En juin, l’ambassadeur de France au Cameroun a déclaré aux médias que le Président Biya l’avait assuré qu’une enquête serait ouverte sur la mort en détention du journaliste Samuel Wazizi. Cette déclaration a été faite le même jour que celle du porte-parole de l’armée annonçant le décès de Wazizi des suites d’une grave septicémie le 17 août 2019 à l’hôpital militaire de Yaoundé.
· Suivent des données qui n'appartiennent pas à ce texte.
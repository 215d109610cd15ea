use std::path::PathBuf;

use async_trait::async_trait;
use chrono::{DateTime, Utc};
use indicatif::{ProgressBar, ProgressStyle};
use serde::{Deserialize, Serialize};

use crate::downloader::{verify_checksum, FileDownloader, IgnoreSet, ZipExtractor};
use crate::error::{BallastError, Result};
use crate::host::Host;
use crate::io::OutputSink;
use crate::subpackage::{DownloadSource, Subpackage};
use crate::types::SubpackageType;

/// Installs one subpackage and answers whether it already is installed.
#[async_trait]
pub trait SubpackageInstaller: Send + Sync {
    /// Idempotency check against the tracking state. Never mutates
    /// anything; safe to call repeatedly.
    fn is_installed(&self, subpackage: &Subpackage, io: &dyn OutputSink) -> Result<bool>;

    /// Download and place the subpackage, then record the tracking marker.
    /// Re-running on an installed target re-verifies; it never corrupts
    /// state.
    async fn install(
        &self,
        subpackage: &Subpackage,
        host: &Host,
        io: &dyn OutputSink,
    ) -> Result<()>;
}

/// Tracking state written next to the install base after a successful
/// install. The digest covers the whole descriptor, so any config change
/// (url, target, ignore rules, checksum) triggers a re-install.
#[derive(Debug, Serialize, Deserialize)]
struct TrackingMarker {
    name: String,
    source: String,
    digest: String,
    installed_at: DateTime<Utc>,
}

const TRACKING_DIR: &str = ".extra-downloads";

/// The real installer: fetches by type and maintains tracking markers.
#[derive(Default)]
pub struct DownloadInstaller;

impl DownloadInstaller {
    pub fn new() -> Self {
        Self
    }

    fn marker_path(subpackage: &Subpackage) -> PathBuf {
        let file = format!("{}.json", urlencoding::encode(subpackage.name()));
        subpackage.base_path().join(TRACKING_DIR).join(file)
    }

    fn read_marker(subpackage: &Subpackage) -> Option<TrackingMarker> {
        let path = Self::marker_path(subpackage);
        let content = std::fs::read_to_string(&path).ok()?;
        match serde_json::from_str(&content) {
            Ok(marker) => Some(marker),
            Err(e) => {
                log::warn!("Discarding unreadable marker {}: {}", path.display(), e);
                None
            }
        }
    }

    fn write_marker(subpackage: &Subpackage) -> Result<()> {
        let path = Self::marker_path(subpackage);
        if let Some(parent) = path.parent() {
            std::fs::create_dir_all(parent)?;
        }
        let marker = TrackingMarker {
            name: subpackage.name().to_string(),
            source: subpackage.source().as_str().to_string(),
            digest: subpackage.descriptor_digest(),
            installed_at: Utc::now(),
        };
        std::fs::write(&path, serde_json::to_string_pretty(&marker)?)?;
        Ok(())
    }

    async fn fetch(
        &self,
        subpackage: &Subpackage,
        host: &Host,
        dest: &std::path::Path,
    ) -> Result<()> {
        let downloader = FileDownloader::new(host.http_client.clone());

        match subpackage.source() {
            DownloadSource::Url(_) => {
                let bar = ProgressBar::new(0);
                bar.set_style(
                    ProgressStyle::default_bar()
                        .template("    [{bar:40.cyan/blue}] {bytes}/{total_bytes}")
                        .unwrap_or_else(|_| ProgressStyle::default_bar())
                        .progress_chars("#>-"),
                );
                let progress = {
                    let bar = bar.clone();
                    move |downloaded: u64, total: u64| {
                        if total > 0 {
                            bar.set_length(total);
                        }
                        bar.set_position(downloaded);
                    }
                };
                let result = downloader
                    .fetch(subpackage.source(), &host.working_dir, dest, Some(progress))
                    .await;
                bar.finish_and_clear();
                result
            }
            DownloadSource::Path(_) => {
                downloader
                    .fetch(
                        subpackage.source(),
                        &host.working_dir,
                        dest,
                        None::<fn(u64, u64)>,
                    )
                    .await
            }
        }
    }
}

#[async_trait]
impl SubpackageInstaller for DownloadInstaller {
    fn is_installed(&self, subpackage: &Subpackage, io: &dyn OutputSink) -> Result<bool> {
        let marker = match Self::read_marker(subpackage) {
            Some(marker) => marker,
            None => return Ok(false),
        };

        if marker.digest != subpackage.descriptor_digest() {
            log::debug!(
                "Extra download {} changed since {}, reinstalling",
                subpackage.name(),
                marker.installed_at
            );
            return Ok(false);
        }

        if !subpackage.target_path().exists() {
            return Ok(false);
        }

        io.write_verbose(&format!(
            "  - Skipping {}: already installed",
            subpackage.name()
        ));
        Ok(true)
    }

    async fn install(
        &self,
        subpackage: &Subpackage,
        host: &Host,
        io: &dyn OutputSink,
    ) -> Result<()> {
        io.write(&format!(
            "  - Downloading {} ({})",
            subpackage.name(),
            subpackage.source()
        ));

        let temp_dir = tempfile::tempdir()?;
        let artifact = temp_dir.path().join("download");
        self.fetch(subpackage, host, &artifact).await?;

        if let Some(expected) = subpackage.checksum() {
            if !verify_checksum(&artifact, expected).await? {
                return Err(BallastError::ChecksumMismatch {
                    name: subpackage.name().to_string(),
                });
            }
        }

        let target = subpackage.target_path();
        match subpackage.subpackage_type() {
            SubpackageType::File => {
                if let Some(parent) = target.parent() {
                    tokio::fs::create_dir_all(parent).await?;
                }
                tokio::fs::copy(&artifact, &target).await?;
            }
            SubpackageType::Zip => {
                // A differing descriptor got us here; drop whatever the
                // previous configuration extracted.
                if target.is_dir() {
                    tokio::fs::remove_dir_all(&target).await?;
                }
                let ignore = IgnoreSet::from_rules(subpackage.ignore())?;
                ZipExtractor::extract(&artifact, &target, &ignore)?;
            }
            SubpackageType::Invalid => {
                return Err(BallastError::InstallationFailed(format!(
                    "Cannot install extra download \"{}\" of unresolved type",
                    subpackage.name()
                )));
            }
        }

        Self::write_marker(subpackage)?;
        log::debug!("Installed extra download {}", subpackage.name());
        Ok(())
    }
}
Au moment de la rédaction des présentes, s’étant abstenues de publier toute information sur Wazizi pendant dix mois ou sur le fait qu’il était mort en détention, les autorités n’avaient pas précisé si quelqu’un serait poursuivi pour sa mort. En septembre, un tribunal militaire a condamné quatre soldats à dix ans de prison et un autre à deux ans de prison pour le meurtre brutal de deux femmes et de deux enfants en 2015 dans le village de Zelevet, dans la région de l’Extrême-Nord. Les meurtres avaient été filmés et la vidéo était devenue virale début juillet 2018. Le procès s’est tenu à huis clos.

En septembre, une cour d’appel à Yaoundé a validé la condamnation à perpétuité de dix dirigeants du groupe séparatiste « Gouvernement intérimaire d’Ambazonie » pour plusieurs chefs d’inculpation dont le terrorisme, la rébellion et la sécession, s’abstenant ainsi de réagir aux atteintes aux normes d’équité des procès commises lors de leur poursuite et de leur condamnation devant un tribunal militaire.

Principaux acteurs internationaux

En juin, en réponse à la gravité et au nombre des attaques perpétrées contre les écoles, au meurtre et à la mutilation d'enfants, ainsi qu’au recrutement et à l’utilisation de ces derniers, le Secrétaire général des Nations Unies a ajouté le Cameroun à la liste des situations préoccupantes pour le mécanisme de surveillance et d'information des Nations Unies sur les graves violations commises contre les enfants en temps de conflits armés.